Archived Story

Panel weighs prescription database: Privacy issues raised
By TRISTAN SCOTT of the Missoulian

Cancer survivor Lois Fitzpatrick worries that a prescription drug database proposed for the upcoming session of the Montana Legislature would compromise her privacy and hinder patients' access to pain medications.

Mark Long, chief of the narcotics bureau for Montana's Division of Criminal Investigations, fears that if the drug registry fails, addicts and criminals will continue diverting pain medications and Montanans will keep dying from opiate overdoses at an alarming rate.

An average of 246 deaths related to prescription drugs have occurred in Montana every year since 2001, by Long's count.

At least for now, they'll have to agree to disagree.

“There are just too many unknowns that I'm uncomfortable with,” said Fitzpatrick, a Helena librarian who survived breast cancer and has suffered from painful fibromyalgia syndrome for more than two decades.

Fitzpatrick attended the American Cancer Society's second annual Montana Pain Initiative Conference and expressed her concerns to more than 150 physicians, pharmacists, pain patients, lawyers, law enforcement officials, social workers and nurses. Those professionals and others gathered Friday and Saturday at Missoula's downtown Holiday Inn to discuss how to responsibly improve Montana's pain treatment policies while keeping an eye toward the drugs' potential for abuse.

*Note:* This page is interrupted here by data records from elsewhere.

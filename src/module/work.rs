use std::path::Path;
use std::sync::Arc;

use log::debug;
use once_cell::sync::OnceCell;

use crate::errors::{Error, Result};
use crate::files;
use crate::manifest;
use crate::module::{Module, Require};

/// A parsed workspace manifest. `use` entries superimpose local module roots
/// over whatever the project requires; `replace` entries apply to any
/// requirement the project itself did not already replace.
pub struct Work {
    pub filename: String,
    pub uses: Vec<Arc<Module>>,
    pub replaces: Vec<Require>,
}

impl Work {
    pub fn parse(path: &str, pkg_dir: &str) -> Result<Arc<Work>> {
        let filename = files::absolute(path)?;
        if !files::exists(&filename) {
            return Err(Error::invalid_input("work file was not found").with_meta("path", &filename));
        }
        let dir = files::to_slash(Path::new(&filename).parent().unwrap_or(Path::new("")));
        let content = files::read_to_string(&filename)?;
        let parsed = manifest::parse_work(&content)
            .map_err(|e| Error::parse_failure("parse work file failed").with_meta("path", &filename).with_cause(e))?;

        let mut uses = Vec::new();
        for use_path in &parsed.uses {
            let use_dir = if use_path.starts_with('/') {
                use_path.clone()
            } else {
                files::normalize(&files::join(&dir, use_path))
            };
            let module = Module::load_dep(&use_dir, None, pkg_dir)?;
            debug!("workspace uses '{}' at '{}'", module.name, module.dir);
            uses.push(Arc::new(module));
        }

        let mut replaces = Vec::new();
        for replace in &parsed.replaces {
            let new_dir = if replace.is_local() {
                files::normalize(&files::join(&dir, &replace.new_path))
            } else {
                let mut d = files::join(pkg_dir, &replace.new_path);
                if let Some(version) = &replace.new_version {
                    d = format!("{d}@{version}");
                }
                d
            };
            if !files::exists(&new_dir) {
                return Err(Error::invalid_input("replace dir of require is not exist")
                    .with_meta("path", &new_dir)
                    .with_meta("work", &filename));
            }
            replaces.push(Require {
                name: replace.old_path.clone(),
                version: replace.old_version.clone().unwrap_or_default(),
                dir: String::new(),
                indirect: false,
                replace: Some(Box::new(Require::plain(
                    replace.new_path.clone(),
                    replace.new_version.clone().unwrap_or_default(),
                    new_dir,
                ))),
                module: OnceCell::new(),
            });
        }

        Ok(Arc::new(Work {
            filename,
            uses,
            replaces,
        }))
    }

    pub fn use_module(&self, path: &str) -> Option<&Arc<Module>> {
        self.uses.iter().find(|m| m.name == path)
    }
}
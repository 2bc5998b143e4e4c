//! Tokenizer for the declaration subset of Go sources that the generator
//! reads. It keeps comments out-of-band (for doc attachment), performs the
//! automatic semicolon insertion the grammar relies on, and lexes everything
//! it does not understand into opaque operator tokens so that skipped
//! function bodies can never fail the scan.

mod token;

pub use token::{Comment, Position, Token, TokenKind};

use thiserror::Error;

#[derive(Error, Debug, Clone, PartialEq, Eq)]
#[error("{message} at {pos}")]
pub struct LexError {
    pub message: String,
    pub pos: Position,
}

/// A scanned source file: significant tokens plus the comment table.
#[derive(Debug, Clone)]
pub struct LexedSource {
    pub tokens: Vec<Token>,
    pub comments: Vec<Comment>,
}

impl LexedSource {
    /// Assemble the doc group that ends on the line directly above `line`.
    ///
    /// Comment groups chain upwards while each member ends exactly one line
    /// above the next; a blank line or a trailing comment breaks the chain.
    pub fn doc_before(&self, line: usize) -> Option<String> {
        if line <= 1 {
            return None;
        }
        let mut group: Vec<&Comment> = Vec::new();
        let mut wanted = line - 1;
        loop {
            let found = self
                .comments
                .iter()
                .find(|c| c.end_line == wanted && !c.trailing);
            match found {
                Some(comment) => {
                    group.push(comment);
                    if comment.start_line <= 1 {
                        break;
                    }
                    wanted = comment.start_line - 1;
                }
                None => break,
            }
        }
        if group.is_empty() {
            return None;
        }
        group.reverse();
        let mut text = String::new();
        for comment in group {
            for l in &comment.lines {
                text.push_str(l);
                text.push('\n');
            }
        }
        Some(text)
    }
}

pub struct Lexer {
    chars: Vec<char>,
    index: usize,
    line: usize,
    column: usize,
    tokens: Vec<Token>,
    comments: Vec<Comment>,
    line_has_code: bool,
}

impl Lexer {
    pub fn new(source: &str) -> Self {
        Lexer {
            chars: source.chars().collect(),
            index: 0,
            line: 1,
            column: 1,
            tokens: Vec::new(),
            comments: Vec::new(),
            line_has_code: false,
        }
    }

    pub fn lex(source: &str) -> Result<LexedSource, LexError> {
        let mut lexer = Lexer::new(source);
        lexer.run()?;
        Ok(LexedSource {
            tokens: lexer.tokens,
            comments: lexer.comments,
        })
    }

    fn run(&mut self) -> Result<(), LexError> {
        while let Some(c) = self.peek() {
            match c {
                ' ' | '\t' | '\r' => {
                    self.advance();
                }
                '\n' => {
                    self.insert_semicolon_if_needed();
                    self.advance_line();
                }
                '/' if self.peek_at(1) == Some('/') => self.line_comment(),
                '/' if self.peek_at(1) == Some('*') => self.block_comment()?,
                '"' => self.interpreted_string()?,
                '`' => self.raw_string()?,
                '\'' => self.rune_literal()?,
                c if c.is_alphabetic() || c == '_' => self.ident(),
                c if c.is_ascii_digit() => self.number(),
                '.' if self.peek_at(1).is_some_and(|n| n.is_ascii_digit()) => self.number(),
                _ => self.operator(),
            }
        }
        self.insert_semicolon_if_needed();
        Ok(())
    }

    fn peek(&self) -> Option<char> {
        self.chars.get(self.index).copied()
    }

    fn peek_at(&self, offset: usize) -> Option<char> {
        self.chars.get(self.index + offset).copied()
    }

    fn advance(&mut self) -> Option<char> {
        let c = self.peek();
        if c.is_some() {
            self.index += 1;
            self.column += 1;
        }
        c
    }

    fn advance_line(&mut self) {
        self.index += 1;
        self.line += 1;
        self.column = 1;
        self.line_has_code = false;
    }

    fn position(&self) -> Position {
        Position {
            line: self.line,
            column: self.column,
        }
    }

    fn push(&mut self, kind: TokenKind, pos: Position) {
        self.tokens.push(Token { kind, pos });
        self.line_has_code = true;
    }

    fn insert_semicolon_if_needed(&mut self) {
        if !self.line_has_code {
            return;
        }
        if let Some(last) = self.tokens.last() {
            if last.kind.ends_statement() {
                let pos = self.position();
                self.tokens.push(Token {
                    kind: TokenKind::Semicolon,
                    pos,
                });
            }
        }
    }

    fn line_comment(&mut self) {
        let start_line = self.line;
        let trailing = self.line_has_code;
        self.advance();
        self.advance();
        let mut text = String::new();
        while let Some(c) = self.peek() {
            if c == '\n' {
                break;
            }
            text.push(c);
            self.advance();
        }
        let text = text.strip_prefix(' ').unwrap_or(&text).to_string();
        self.comments.push(Comment {
            lines: vec![text],
            start_line,
            end_line: start_line,
            trailing,
        });
    }

    fn block_comment(&mut self) -> Result<(), LexError> {
        let start_line = self.line;
        let start = self.position();
        let trailing = self.line_has_code;
        self.advance();
        self.advance();
        let mut text = String::new();
        let mut closed = false;
        while let Some(c) = self.peek() {
            if c == '*' && self.peek_at(1) == Some('/') {
                self.advance();
                self.advance();
                closed = true;
                break;
            }
            if c == '\n' {
                text.push('\n');
                self.advance_line();
            } else {
                text.push(c);
                self.advance();
            }
        }
        if !closed {
            return Err(LexError {
                message: "block comment is not terminated".to_string(),
                pos: start,
            });
        }
        let end_line = self.line;
        let lines = text
            .lines()
            .map(|l| l.strip_prefix(' ').unwrap_or(l).to_string())
            .collect();
        self.comments.push(Comment {
            lines,
            start_line,
            end_line,
            trailing,
        });
        if end_line > start_line {
            self.insert_semicolon_if_needed();
            self.line_has_code = false;
        }
        Ok(())
    }

    fn interpreted_string(&mut self) -> Result<(), LexError> {
        let pos = self.position();
        self.advance();
        let mut raw = String::new();
        loop {
            match self.peek() {
                None | Some('\n') => {
                    return Err(LexError {
                        message: "string literal is not terminated".to_string(),
                        pos,
                    });
                }
                Some('\\') => {
                    raw.push('\\');
                    self.advance();
                    if let Some(escaped) = self.advance() {
                        raw.push(escaped);
                    }
                }
                Some('"') => {
                    self.advance();
                    break;
                }
                Some(c) => {
                    raw.push(c);
                    self.advance();
                }
            }
        }
        let value = unescape::unescape(&raw).unwrap_or(raw);
        self.push(TokenKind::Str(value), pos);
        Ok(())
    }

    fn raw_string(&mut self) -> Result<(), LexError> {
        let pos = self.position();
        self.advance();
        let mut value = String::new();
        loop {
            match self.peek() {
                None => {
                    return Err(LexError {
                        message: "raw string literal is not terminated".to_string(),
                        pos,
                    });
                }
                Some('`') => {
                    self.advance();
                    break;
                }
                Some('\n') => {
                    value.push('\n');
                    self.advance_line();
                }
                Some(c) => {
                    value.push(c);
                    self.advance();
                }
            }
        }
        self.push(TokenKind::RawStr(value), pos);
        // raw strings count as code on their closing line
        self.line_has_code = true;
        Ok(())
    }

    fn rune_literal(&mut self) -> Result<(), LexError> {
        let pos = self.position();
        self.advance();
        let mut raw = String::new();
        loop {
            match self.peek() {
                None | Some('\n') => {
                    return Err(LexError {
                        message: "rune literal is not terminated".to_string(),
                        pos,
                    });
                }
                Some('\\') => {
                    raw.push('\\');
                    self.advance();
                    if let Some(escaped) = self.advance() {
                        raw.push(escaped);
                    }
                }
                Some('\'') => {
                    self.advance();
                    break;
                }
                Some(c) => {
                    raw.push(c);
                    self.advance();
                }
            }
        }
        self.push(TokenKind::Rune(raw), pos);
        Ok(())
    }

    fn ident(&mut self) {
        let pos = self.position();
        let mut name = String::new();
        while let Some(c) = self.peek() {
            if c.is_alphanumeric() || c == '_' {
                name.push(c);
                self.advance();
            } else {
                break;
            }
        }
        let kind = match name.as_str() {
            "package" => TokenKind::Package,
            "import" => TokenKind::Import,
            "type" => TokenKind::Type,
            "struct" => TokenKind::Struct,
            "interface" => TokenKind::Interface,
            "func" => TokenKind::Func,
            "map" => TokenKind::Map,
            "chan" => TokenKind::Chan,
            "const" => TokenKind::Const,
            "var" => TokenKind::Var,
            _ => TokenKind::Ident(name),
        };
        self.push(kind, pos);
    }

    fn number(&mut self) {
        let pos = self.position();
        let mut text = String::new();
        let mut prev = '\0';
        while let Some(c) = self.peek() {
            let keep = c.is_ascii_alphanumeric()
                || c == '_'
                || c == '.'
                || ((c == '+' || c == '-') && matches!(prev, 'e' | 'E' | 'p' | 'P'));
            if !keep {
                break;
            }
            text.push(c);
            prev = c;
            self.advance();
        }
        self.push(TokenKind::Number(text), pos);
    }

    fn operator(&mut self) {
        let pos = self.position();
        if self.peek() == Some('.') && self.peek_at(1) == Some('.') && self.peek_at(2) == Some('.') {
            self.advance();
            self.advance();
            self.advance();
            self.push(TokenKind::Ellipsis, pos);
            return;
        }
        let c = self.advance().unwrap_or('\0');
        let kind = match c {
            '(' => TokenKind::LParen,
            ')' => TokenKind::RParen,
            '{' => TokenKind::LBrace,
            '}' => TokenKind::RBrace,
            '[' => TokenKind::LBracket,
            ']' => TokenKind::RBracket,
            ',' => TokenKind::Comma,
            ';' => TokenKind::Semicolon,
            '.' => TokenKind::Dot,
            '*' => TokenKind::Star,
            '=' => TokenKind::Assign,
            '|' => TokenKind::Pipe,
            '~' => TokenKind::Tilde,
            other => TokenKind::Op(other.to_string()),
        };
        self.push(kind, pos);
    }
}

#[cfg(test)]
mod tests {
    use super::*;

    #[test]
    fn lexes_declaration_tokens() {
        let lexed = Lexer::lex("package users\n\ntype User struct {\n\tId string `json:\"id\"`\n}\n")
            .unwrap();
        let kinds: Vec<&TokenKind> = lexed.tokens.iter().map(|t| &t.kind).collect();
        assert!(matches!(kinds[0], TokenKind::Package));
        assert!(matches!(kinds[1], TokenKind::Ident(name) if name == "users"));
        assert!(matches!(kinds[2], TokenKind::Semicolon));
        assert!(matches!(kinds[3], TokenKind::Type));
        assert!(kinds
            .iter()
            .any(|k| matches!(k, TokenKind::RawStr(tag) if tag == "json:\"id\"")));
    }

    #[test]
    fn inserts_semicolons_at_line_ends() {
        let lexed = Lexer::lex("a\nb\n").unwrap();
        let kinds: Vec<&TokenKind> = lexed.tokens.iter().map(|t| &t.kind).collect();
        assert_eq!(kinds.len(), 4);
        assert!(matches!(kinds[1], TokenKind::Semicolon));
        assert!(matches!(kinds[3], TokenKind::Semicolon));
    }

    #[test]
    fn unescapes_interpreted_strings() {
        let lexed = Lexer::lex("\"a\\tb\"\n").unwrap();
        assert!(matches!(&lexed.tokens[0].kind, TokenKind::Str(s) if s == "a\tb"));
    }

    #[test]
    fn collects_doc_groups_by_adjacency() {
        let source = "// @service users\n// @title Users\npackage users\n";
        let lexed = Lexer::lex(source).unwrap();
        let doc = lexed.doc_before(3).unwrap();
        assert_eq!(doc, "@service users\n@title Users\n");
    }

    #[test]
    fn blank_line_breaks_doc_group() {
        let source = "// detached\n\n// @fn get\nfunc get() {}\n";
        let lexed = Lexer::lex(source).unwrap();
        let doc = lexed.doc_before(4).unwrap();
        assert_eq!(doc, "@fn get\n");
    }

    #[test]
    fn trailing_comment_is_not_doc() {
        let source = "var x = 1 // not a doc\nfunc get() {}\n";
        let lexed = Lexer::lex(source).unwrap();
        assert!(lexed.doc_before(2).is_none());
    }

    #[test]
    fn unterminated_string_is_an_error() {
        assert!(Lexer::lex("\"abc\n").is_err());
    }

    #[test]
    fn body_braces_survive_strings_and_runes() {
        let lexed = Lexer::lex("func f() { s := \"}\"; r := '}' }\n").unwrap();
        let opens = lexed
            .tokens
            .iter()
            .filter(|t| t.kind == TokenKind::LBrace)
            .count();
        let closes = lexed
            .tokens
            .iter()
            .filter(|t| t.kind == TokenKind::RBrace)
            .count();
        assert_eq!(opens, 1);
        assert_eq!(closes, 1);
    }
}
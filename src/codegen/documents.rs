//! Mapping from resolved types to the documentation DSL consumed by the
//! framework's documentation endpoint. Every function of a public service
//! gets parameter and result descriptors built out of `documents.*`
//! constructor chains.

use crate::codegen::writer::go_quote;
use crate::errors::{Error, Result};
use crate::resolver::{json_name, Type, TypeId, TypeKind, Types};

/// Render the `documents.*` expression describing a type. `in_progress`
/// carries the struct keys currently being expanded so that cyclic shapes
/// degrade to references instead of recursing forever.
pub fn map_type(types: &Types, id: TypeId, in_progress: &mut Vec<String>) -> Result<String> {
    let node = types.get(id);
    match node.kind {
        TypeKind::Basic => basic_element(&node),
        TypeKind::Builtin => Ok(format!(
            "documents.Ref({}, {})",
            go_quote(&node.path),
            go_quote(&node.name)
        )),
        TypeKind::Ident => {
            let inner = map_type(types, node.elements[0], in_progress)?;
            Ok(format!(
                "documents.Ident({}, {}, {inner})",
                go_quote(&node.path),
                go_quote(&node.name)
            ))
        }
        TypeKind::Interface => {
            let mut code = format!(
                "documents.Struct({}, {})",
                go_quote(&node.path),
                go_quote(&node.name)
            );
            code.push_str(&type_decorations(&node));
            Ok(code)
        }
        TypeKind::Struct => {
            let key = node.key();
            if in_progress.contains(&key) {
                return Ok(format!(
                    "documents.Ref({}, {})",
                    go_quote(&node.path),
                    go_quote(&node.name)
                ));
            }
            in_progress.push(key);
            let built = struct_element(types, &node, in_progress);
            in_progress.pop();
            built
        }
        TypeKind::StructField | TypeKind::ParadigmElement => {
            let Some(inner) = node.elements.first() else {
                return Err(Error::unsupported_shape("unknown type kind")
                    .with_meta("kind", "paradigm-element")
                    .with_meta("name", &node.name));
            };
            let mut code = map_type(types, *inner, in_progress)?;
            code.push_str(&field_decorations(&node));
            Ok(code)
        }
        TypeKind::Pointer => map_type(types, node.elements[0], in_progress),
        TypeKind::Array => {
            let element = types.get(node.elements[0]);
            if element.kind == TypeKind::Basic
                && element.path.is_empty()
                && (element.name == "byte" || element.name == "uint8")
            {
                return Ok("documents.Bytes()".to_string());
            }
            let inner = map_type(types, node.elements[0], in_progress)?;
            let mut code = format!("documents.Array({inner})");
            if !node.name.is_empty() {
                code.push_str(&format!(
                    ".SetPath({}).SetName({})",
                    go_quote(&node.path),
                    go_quote(&node.name)
                ));
            }
            code.push_str(&type_decorations(&node));
            Ok(code)
        }
        TypeKind::Map => {
            let inner = map_type(types, node.elements[1], in_progress)?;
            let mut code = format!("documents.Map({inner})");
            if !node.name.is_empty() {
                code.push_str(&format!(
                    ".SetPath({}).SetName({})",
                    go_quote(&node.path),
                    go_quote(&node.name)
                ));
            }
            Ok(code)
        }
        TypeKind::Any => Ok("documents.Any()".to_string()),
        TypeKind::Paradigm => match node.packed {
            Some(packed) => map_type(types, packed, in_progress),
            None => Ok(format!(
                "documents.Ref({}, {})",
                go_quote(&node.path),
                go_quote(&node.name)
            )),
        },
        TypeKind::Reference => Ok(format!(
            "documents.Ref({}, {})",
            go_quote(&node.path),
            go_quote(&node.name)
        )),
    }
}

fn basic_element(node: &Type) -> Result<String> {
    if !node.path.is_empty() {
        let constructor = match (node.path.as_str(), node.name.as_str()) {
            ("time", "Time") => "DateTime",
            ("time", "Duration") => "Duration",
            ("encoding/json", "RawMessage") => "JsonRaw",
            ("github.com/aacfactory/json", "RawMessage")
            | ("github.com/aacfactory/json", "Object")
            | ("github.com/aacfactory/json", "Array") => "JsonRaw",
            ("github.com/aacfactory/json", "Date")
            | ("github.com/aacfactory/fns-contrib/databases/sql", "Date") => "Date",
            ("github.com/aacfactory/json", "Time")
            | ("github.com/aacfactory/fns-contrib/databases/sql", "Time") => "Time",
            ("github.com/aacfactory/fns/commons/passwords", "Password") => "Password",
            _ => {
                return Err(Error::unsupported_shape("unknown type kind")
                    .with_meta("path", &node.path)
                    .with_meta("name", &node.name))
            }
        };
        return Ok(format!("documents.{constructor}()"));
    }
    let constructor = match node.name.as_str() {
        "string" => "String",
        "bool" => "Bool",
        "int8" | "int16" | "int32" | "rune" => "Int32",
        "int" | "int64" => "Int64",
        "uint8" | "byte" => "Uint8",
        "uint16" | "uint32" => "Uint32",
        "uint" | "uint64" => "Uint64",
        "float32" => "Float32",
        "float64" => "Float64",
        "complex64" => "Complex64",
        "complex128" => "Complex128",
        _ => {
            return Err(Error::unsupported_shape("unknown type kind")
                .with_meta("name", &node.name))
        }
    };
    Ok(format!("documents.{constructor}()"))
}

fn struct_element(types: &Types, node: &Type, in_progress: &mut Vec<String>) -> Result<String> {
    let mut code = format!(
        "documents.Struct({}, {})",
        go_quote(&node.path),
        go_quote(&node.name)
    );
    code.push_str(&type_decorations(node));
    for field_id in &node.elements {
        let field = types.get(*field_id);
        let property = map_type(types, *field_id, in_progress)?;
        code.push_str(&format!(
            ".AddProperty({}, {property})",
            go_quote(json_name(&field.tags, &field.name))
        ));
    }
    Ok(code)
}

fn type_decorations(node: &Type) -> String {
    let mut out = String::new();
    if let Some(title) = node.annotations.get("title") {
        if !title.is_empty() {
            out.push_str(&format!(".SetTitle({})", go_quote(title)));
        }
    }
    if let Some(description) = node.annotations.get("description") {
        if !description.is_empty() {
            out.push_str(&format!(".SetDescription({})", go_quote(description)));
        }
    }
    if node.annotations.contains("deprecated") {
        out.push_str(".AsDeprecated()");
    }
    out
}

fn field_decorations(node: &Type) -> String {
    let mut out = type_decorations(node);
    if node.annotations.contains("password") {
        out.push_str(".AsPassword()");
    }
    if let Some(enums) = node.annotations.get("enum") {
        if !enums.is_empty() {
            let values = enums
                .split(',')
                .map(|v| go_quote(v.trim()))
                .collect::<Vec<_>>()
                .join(", ");
            out.push_str(&format!(".SetEnum({values})"));
        }
    }
    let required = node
        .tags
        .get("validate")
        .map(|v| v.split(',').any(|part| part == "required"))
        .unwrap_or(false);
    if required {
        out.push_str(".AsRequired()");
    }
    if let Some(message) = node.annotations.get("message") {
        if !message.is_empty() {
            out.push_str(&format!(".SetValidationMessage({})", go_quote(message)));
        }
    }
    if let Some(i18n) = node.annotations.get("message-i18n") {
        for line in i18n.lines() {
            let line = line.trim();
            if line.is_empty() {
                continue;
            }
            let (locale, message) = match line.split_once(':') {
                Some((locale, message)) => (locale.trim(), message.trim()),
                None => continue,
            };
            out.push_str(&format!(
                ".AddValidationMessageI18n({}, {})",
                go_quote(locale),
                go_quote(message)
            ));
        }
    }
    out
}
//! Lazily parsed source trees of one module. Each package directory is
//! listed once; each file is parsed at most once behind a per-file cell so
//! that the first reader does the work and later readers observe the cached
//! tree.

use std::collections::HashMap;
use std::fs;
use std::sync::Arc;

use log::trace;
use once_cell::sync::OnceCell;
use parking_lot::Mutex;

use crate::errors::{Error, Result};
use crate::files;
use crate::module::import::Imports;
use crate::parser::{self, ast};

pub struct Sources {
    /// The module's logical path, the prefix every package path must carry.
    name: String,
    /// The module's on-disk root.
    dir: String,
    readers: Mutex<HashMap<String, Arc<DirReader>>>,
}

impl Sources {
    pub fn new(name: impl Into<String>, dir: impl Into<String>) -> Self {
        Sources {
            name: name.into(),
            dir: dir.into(),
            readers: Mutex::new(HashMap::new()),
        }
    }

    /// Translate a logical package path into the on-disk directory.
    pub fn dir_of(&self, path: &str) -> Result<String> {
        if path == self.name {
            return Ok(self.dir.clone());
        }
        match path.strip_prefix(&format!("{}/", self.name)) {
            Some(sub) => Ok(files::join(&self.dir, sub)),
            None => Err(Error::resolve_failure("path is not in module")
                .with_meta("path", path)
                .with_meta("mod", &self.name)),
        }
    }

    fn reader(&self, path: &str) -> Result<Arc<DirReader>> {
        let mut readers = self.readers.lock();
        if let Some(reader) = readers.get(path) {
            return Ok(reader.clone());
        }
        let dir = self.dir_of(path)?;
        let entries = fs::read_dir(&dir).map_err(|e| {
            Error::io_failure("read source dir failed")
                .with_meta("path", path)
                .with_meta("dir", &dir)
                .with_cause(e)
        })?;
        let mut names: Vec<String> = Vec::new();
        for entry in entries {
            let entry = entry.map_err(|e| {
                Error::io_failure("read source dir failed")
                    .with_meta("path", path)
                    .with_cause(e)
            })?;
            let name = entry.file_name().to_string_lossy().into_owned();
            let is_dir = entry.file_type().map(|t| t.is_dir()).unwrap_or(false);
            if is_dir || !name.ends_with(".go") || name.ends_with("_test.go") {
                continue;
            }
            names.push(name);
        }
        // listing order is os-defined, pin it
        names.sort();
        let sources = names
            .into_iter()
            .map(|name| {
                Arc::new(SourceFile {
                    filename: files::join(&dir, &name),
                    name,
                    parsed: OnceCell::new(),
                })
            })
            .collect();
        let reader = Arc::new(DirReader { files: sources });
        readers.insert(path.to_string(), reader.clone());
        Ok(reader)
    }

    /// Read one named file of a package.
    pub fn read_file(&self, path: &str, filename: &str) -> Result<Arc<ast::File>> {
        let reader = self.reader(path)?;
        for source in &reader.files {
            if source.name == filename {
                return source.file();
            }
        }
        Err(Error::io_failure("no file found")
            .with_meta("path", path)
            .with_meta("file", filename)
            .with_meta("mod", &self.name))
    }

    /// Iterate every non-test source file of a package.
    pub fn read_dir(
        &self,
        path: &str,
        mut f: impl FnMut(&Arc<ast::File>, &str) -> Result<()>,
    ) -> Result<()> {
        let reader = self.reader(path)?;
        for source in &reader.files {
            let file = source.file()?;
            f(&file, &source.filename)?;
        }
        Ok(())
    }

    /// Find the declaration of a named type in a package, together with the
    /// declaring file's import bindings.
    pub fn find_type(&self, path: &str, name: &str) -> Result<Option<FoundType>> {
        let reader = self.reader(path)?;
        for source in &reader.files {
            let file = source.file()?;
            if let Some(decl) = file.type_decl(name) {
                trace!("found type '{name}' of '{path}' in '{}'", source.filename);
                return Ok(Some(FoundType {
                    decl: decl.clone(),
                    imports: Imports::from_file(&file),
                    filename: source.filename.clone(),
                }));
            }
        }
        Ok(None)
    }
}

pub struct FoundType {
    pub decl: ast::TypeDecl,
    pub imports: Imports,
    pub filename: String,
}

struct DirReader {
    files: Vec<Arc<SourceFile>>,
}

struct SourceFile {
    filename: String,
    name: String,
    parsed: OnceCell<std::result::Result<Arc<ast::File>, Error>>,
}

impl SourceFile {
    fn file(&self) -> Result<Arc<ast::File>> {
        self.parsed
            .get_or_init(|| {
                let content = files::read_to_string(&self.filename)?;
                let file = parser::parse_file(&content).map_err(|e| {
                    Error::parse_failure("parse source failed")
                        .with_meta("file", &self.filename)
                        .with_cause(e)
                })?;
                Ok(Arc::new(file))
            })
            .clone()
    }
}

#[cfg(test)]
mod tests {
    use super::*;
    use std::io::Write;

    fn write_file(dir: &std::path::Path, name: &str, content: &str) {
        let mut f = fs::File::create(dir.join(name)).unwrap();
        f.write_all(content.as_bytes()).unwrap();
    }

    #[test]
    fn maps_paths_and_parses_once() {
        let tmp = tempfile::tempdir().unwrap();
        let pkg = tmp.path().join("users");
        fs::create_dir_all(&pkg).unwrap();
        write_file(&pkg, "doc.go", "// @service users\npackage users\n");
        write_file(&pkg, "user.go", "package users\n\ntype User struct {\n\tId string `json:\"id\"`\n}\n");
        write_file(&pkg, "user_test.go", "package users\n\nbroken {\n");

        let sources = Sources::new("example.com/project", files::to_slash(tmp.path()));
        let dir = sources.dir_of("example.com/project/users").unwrap();
        assert!(dir.ends_with("/users"));
        assert!(sources.dir_of("other.com/x").is_err());

        let file = sources
            .read_file("example.com/project/users", "doc.go")
            .unwrap();
        assert_eq!(file.package, "users");
        // test files are never listed
        let mut seen = Vec::new();
        sources
            .read_dir("example.com/project/users", |file, filename| {
                seen.push((file.package.clone(), filename.to_string()));
                Ok(())
            })
            .unwrap();
        assert_eq!(seen.len(), 2);

        let found = sources
            .find_type("example.com/project/users", "User")
            .unwrap()
            .unwrap();
        assert_eq!(found.decl.name, "User");
        assert!(sources
            .find_type("example.com/project/users", "Missing")
            .unwrap()
            .is_none());
    }

    #[test]
    fn missing_file_reports_which_one() {
        let tmp = tempfile::tempdir().unwrap();
        let pkg = tmp.path().join("svc");
        fs::create_dir_all(&pkg).unwrap();
        write_file(&pkg, "a.go", "package svc\n");
        let sources = Sources::new("m", files::to_slash(tmp.path()));
        let err = sources.read_file("m/svc", "doc.go").unwrap_err();
        assert!(err.to_string().contains("doc.go"));
    }
}
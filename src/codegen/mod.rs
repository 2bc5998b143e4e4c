//! Code emission: the per-service `fns.go` companion files, the deploys
//! aggregator, and the Go-source writing utilities they share.

mod deploys_file;
mod documents;
mod service_file;
mod writer;

pub use deploys_file::DeploysFile;
pub use documents::map_type;
pub use service_file::ServiceFile;
pub use writer::{go_duration_literal, go_quote, render_type, write_source, GoWriter};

Long was invited to sit on Saturday's “legal panel” along with a civil rights attorney, a drug diversion investigator, a clinician, a pharmacist and a pain expert. He told the audience that doctors and pharmacists could use the database to see if patients are obtaining multiple prescriptions from numerous doctors, and assured them that law enforcement would have limited access and could not go on preemptive “fishing expeditions.”

“Some states have databases with open-ended search clauses,” he said. “I'm in law enforcement and I don't even think that's a good idea.”

Panelist Adam Wolf, a staff attorney with the American Civil Liberties Union in Santa Cruz, Calif., said such a database should employ rigorous standards to prevent law enforcement from conducting dragnet criminal searches.

“I believe the database that has been proposed here is not as protective of civil rights as it should be,” Wolf said. “Are we willing to sacrifice our medical privacy, the most sensitive, personal information we have? Do we want that information to be in a registry that is run by the government and can be accessed by the government?”

Starla Blank, the former director of Montana's Board of Pharmacy, has been working the Montana Board of Crime Control to design the database, and said safeguards would be in place to protect patients' privacy rights. She said in the 29 states with active Prescription Drug Monitoring Plans, the registry is used primarily as a source of information for practitioners and pharmacists in the care of patients and to help deter drug abuse. It is not a tool for law enforcement to access on demand.

The registry would be housed under the Montana Board of Pharmacy, Blank said, and would not be a tool immediately available to law enforcement.

“Only the people who are taking care of you have access to records,” Blank said.

Steve Bullock, the Democrat running for state attorney general, and Republican candidate Tim Fox both attended the conference and said they are proponents of the database.

Both candidates emphasized the need to design the registry responsibly and with an emphasis on patients' privacy, and praised the conference's multi-disciplinary dialogue.

Dr. Scott Fishman, chief of the division of pain medicine at the University of California-Davis and author of the book “Responsible Opioid Prescribing,” said law enforcement should be far removed from the equation.

Kristin Nei, government relations director for the Montana branch of the American Cancer Society, said her concern is that a Prescription Drug Monitoring Program would act as a barrier to effective pain management. The program is a narrow approach to a complex problem, she said, and targets an entire patient population over the actions of the addicted minority.

Even critics of the drug registry can see its benefits, and Fitzpatrick hopes that her presence at the two-day conference will help influence and shape its outcome.

“I know this drug monitoring program is probably going to go through, but I don't like it. So maybe I can help make it less onerous,” she said.